| EXERCISE DIRECTIONS |
The answer must restate every entry below word for word.

(Saved data entries)
· · · ·

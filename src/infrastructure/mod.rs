//! Adapters behind the ports: the Java parser, the snippet language, the
//! directory classpath, source discovery, configuration and the parse pool.

pub mod classpath;
pub mod concurrency;
pub mod config;
pub mod java_parser;
pub mod script;
pub mod source_finder;

pub use classpath::DirectoryClasspath;
pub use config::{Overrides, Settings};
pub use java_parser::JavaParser;
pub use script::ScriptEngine;
pub use source_finder::{Encoding, NamePattern, SourceFinder};
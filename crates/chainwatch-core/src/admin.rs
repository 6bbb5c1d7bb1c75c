//! Administrative rewind.

use tracing::info;

use crate::error::WatcherError;
use crate::store::Store;
use crate::types::{BlockPointer, BlockProgress};

/// Rewind all pipeline state to the block at height `block_number`.
///
/// Every unpruned block at that height must be complete. If the height is
/// still contested, the block on the latest indexed branch is kept.
/// Returns the block the pipeline was rewound to.
pub async fn reset_to_block(store: &dyn Store, block_number: u64) -> Result<BlockPointer, WatcherError> {
    let blocks = store.blocks_at_height(block_number, false).await?;
    if blocks.is_empty() {
        return Err(WatcherError::Other(format!("no block at height {block_number}")));
    }
    if let Some(incomplete) = blocks.iter().find(|b| !b.is_complete) {
        return Err(WatcherError::Other(format!(
            "block {} at height {block_number} is not complete",
            incomplete.block_hash
        )));
    }

    let target = select_branch(store, blocks).await?;
    store.rewind_to(&target).await?;
    info!(block_number = target.number, block_hash = %target.hash, "rewound to block");
    Ok(target)
}

async fn select_branch(store: &dyn Store, mut blocks: Vec<BlockProgress>) -> Result<BlockPointer, WatcherError> {
    if blocks.len() > 1 {
        if let Some(status) = store.sync_status().await? {
            let height = blocks[0].block_number;
            let depth = status.latest_indexed.number.saturating_sub(height);
            if let Some(ancestor) = store.ancestor_at_depth(&status.latest_indexed.hash, depth).await? {
                if let Some(block) = blocks.iter().find(|b| b.block_hash == ancestor) {
                    return Ok(block.pointer());
                }
            }
        }
    }
    Ok(blocks.remove(0).pointer())
}

#[cfg(test)]
mod tests {
    use super::*;
    use crate::memory::MemoryStore;
    use crate::types::{BlockHeader, SyncPointer};

    fn block(number: u64, hash: &str, parent: &str, num_events: u32) -> BlockProgress {
        BlockProgress::new(
            &BlockHeader {
                hash: hash.into(),
                number,
                parent_hash: parent.into(),
                timestamp: 0,
            },
            num_events,
        )
    }

    #[tokio::test]
    async fn rejects_incomplete_height() {
        let store = MemoryStore::new();
        store.save_block(&block(3, "0x3", "0x2", 2), &[]).await.unwrap();
        assert!(reset_to_block(&store, 3).await.is_err());
        assert!(reset_to_block(&store, 4).await.is_err());
    }

    #[tokio::test]
    async fn keeps_block_on_indexed_branch() {
        let store = MemoryStore::new();
        store.init_sync_status(&BlockPointer::new("0x1", 1)).await.unwrap();
        for b in [
            block(1, "0x1", "0x0", 0),
            block(2, "0x2a", "0x1", 0),
            block(2, "0x2b", "0x1", 0),
            block(3, "0x3b", "0x2b", 0),
        ] {
            store.save_block(&b, &[]).await.unwrap();
        }
        store
            .advance_sync_status(SyncPointer::LatestIndexed, &BlockPointer::new("0x3b", 3), false)
            .await
            .unwrap();

        let target = reset_to_block(&store, 2).await.unwrap();
        assert_eq!(target, BlockPointer::new("0x2b", 2));
        assert!(store.block_progress("0x3b").await.unwrap().is_none());
        let status = store.sync_status().await.unwrap().unwrap();
        assert_eq!(status.latest_indexed, target);
    }
}
//! Requeue decision for failed jobs.
//!
//! A job that fails with a retryable error goes back on its queue after
//! `initial * multiplier^(attempt - 1)`, capped at the configured maximum,
//! until it has failed `retry_limit + 1` times.

use std::time::Duration;

use crate::config::QueueConfig;
use crate::error::WatcherError;
use crate::job::Job;

#[derive(Debug, Clone)]
pub struct JobBackoff {
    retry_limit: u32,
    initial_ms: f64,
    max_ms: f64,
    multiplier: f64,
}

impl JobBackoff {
    pub fn from_config(config: &QueueConfig) -> Self {
        Self {
            retry_limit: config.retry_limit,
            initial_ms: config.retry_initial_backoff_ms as f64,
            max_ms: config.retry_max_backoff_ms as f64,
            multiplier: config.retry_multiplier,
        }
    }

    /// How long `job` waits before its next run, or `None` if it has failed
    /// for good. `job.attempt` counts the failure that just happened.
    pub fn retry_after(&self, job: &Job, err: &WatcherError) -> Option<Duration> {
        if !err.is_retryable() || job.attempt == 0 || job.attempt > self.retry_limit {
            return None;
        }
        let delay_ms = self.initial_ms * self.multiplier.powi((job.attempt - 1) as i32);
        Some(Duration::from_millis(delay_ms.min(self.max_ms) as u64))
    }
}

· · · ·

| ANSWER TO THE EXERCISE |
filename src/infrastructure/mod.rs
//! Adapters behind the ports: the Java parser, the snippet language, the
//! directory classpath, source discovery, configuration and the parse pool.

pub mod classpath;
pub mod concurrency;
pub mod config;
pub mod java_parser;
pub mod script;
pub mod source_finder;

pub use classpath::DirectoryClasspath;
pub use config::{Overrides, Settings};
pub use java_parser::JavaParser;
pub use script::ScriptEngine;
pub use source_finder::{Encoding, NamePattern, SourceFinder};
filename crates/chainwatch-core/src/admin.rs
repository 6bbb5c1d7bb1c75c
//! Administrative rewind.

use tracing::info;

use crate::error::WatcherError;
use crate::store::Store;
use crate::types::{BlockPointer, BlockProgress};

/// Rewind all pipeline state to the block at height `block_number`.
///
/// Every unpruned block at that height must be complete. If the height is
/// still contested, the block on the latest indexed branch is kept.
/// Returns the block the pipeline was rewound to.
pub async fn reset_to_block(store: &dyn Store, block_number: u64) -> Result<BlockPointer, WatcherError> {
    let blocks = store.blocks_at_height(block_number, false).await?;
    if blocks.is_empty() {
        return Err(WatcherError::Other(format!("no block at height {block_number}")));
    }
    if let Some(incomplete) = blocks.iter().find(|b| !b.is_complete) {
        return Err(WatcherError::Other(format!(
            "block {} at height {block_number} is not complete",
            incomplete.block_hash
        )));
    }

    let target = select_branch(store, blocks).await?;
    store.rewind_to(&target).await?;
    info!(block_number = target.number, block_hash = %target.hash, "rewound to block");
    Ok(target)
}

async fn select_branch(store: &dyn Store, mut blocks: Vec<BlockProgress>) -> Result<BlockPointer, WatcherError> {
    if blocks.len() > 1 {
        if let Some(status) = store.sync_status().await? {
            let height = blocks[0].block_number;
            let depth = status.latest_indexed.number.saturating_sub(height);
            if let Some(ancestor) = store.ancestor_at_depth(&status.latest_indexed.hash, depth).await? {
                if let Some(block) = blocks.iter().find(|b| b.block_hash == ancestor) {
                    return Ok(block.pointer());
                }
            }
        }
    }
    Ok(blocks.remove(0).pointer())
}

#[cfg(test)]
mod tests {
    use super::*;
    use crate::memory::MemoryStore;
    use crate::types::{BlockHeader, SyncPointer};

    fn block(number: u64, hash: &str, parent: &str, num_events: u32) -> BlockProgress {
        BlockProgress::new(
            &BlockHeader {
                hash: hash.into(),
                number,
                parent_hash: parent.into(),
                timestamp: 0,
            },
            num_events,
        )
    }

    #[tokio::test]
    async fn rejects_incomplete_height() {
        let store = MemoryStore::new();
        store.save_block(&block(3, "0x3", "0x2", 2), &[]).await.unwrap();
        assert!(reset_to_block(&store, 3).await.is_err());
        assert!(reset_to_block(&store, 4).await.is_err());
    }

    #[tokio::test]
    async fn keeps_block_on_indexed_branch() {
        let store = MemoryStore::new();
        store.init_sync_status(&BlockPointer::new("0x1", 1)).await.unwrap();
        for b in [
            block(1, "0x1", "0x0", 0),
            block(2, "0x2a", "0x1", 0),
            block(2, "0x2b", "0x1", 0),
            block(3, "0x3b", "0x2b", 0),
        ] {
            store.save_block(&b, &[]).await.unwrap();
        }
        store
            .advance_sync_status(SyncPointer::LatestIndexed, &BlockPointer::new("0x3b", 3), false)
            .await
            .unwrap();

        let target = reset_to_block(&store, 2).await.unwrap();
        assert_eq!(target, BlockPointer::new("0x2b", 2));
        assert!(store.block_progress("0x3b").await.unwrap().is_none());
        let status = store.sync_status().await.unwrap().unwrap();
        assert_eq!(status.latest_indexed, target);
    }
}
//! Requeue decision for failed jobs.
//!
//! A job that fails with a retryable error goes back on its queue after
//! `initial * multiplier^(attempt - 1)`, capped at the configured maximum,
//! until it has failed `retry_limit + 1` times.

use std::time::Duration;

use crate::config::QueueConfig;
use crate::error::WatcherError;
use crate::job::Job;

#[derive(Debug, Clone)]
pub struct JobBackoff {
    retry_limit: u32,
    initial_ms: f64,
    max_ms: f64,
    multiplier: f64,
}

impl JobBackoff {
    pub fn from_config(config: &QueueConfig) -> Self {
        Self {
            retry_limit: config.retry_limit,
            initial_ms: config.retry_initial_backoff_ms as f64,
            max_ms: config.retry_max_backoff_ms as f64,
            multiplier: config.retry_multiplier,
        }
    }

    /// How long `job` waits before its next run, or `None` if it has failed
    /// for good. `job.attempt` counts the failure that just happened.
    pub fn retry_after(&self, job: &Job, err: &WatcherError) -> Option<Duration> {
        if !err.is_retryable() || job.attempt == 0 || job.attempt > self.retry_limit {
            return None;
        }
        let delay_ms = self.initial_ms * self.multiplier.powi((job.attempt - 1) as i32);
        Some(Duration::from_millis(delay_ms.min(self.max_ms) as u64))
    }
}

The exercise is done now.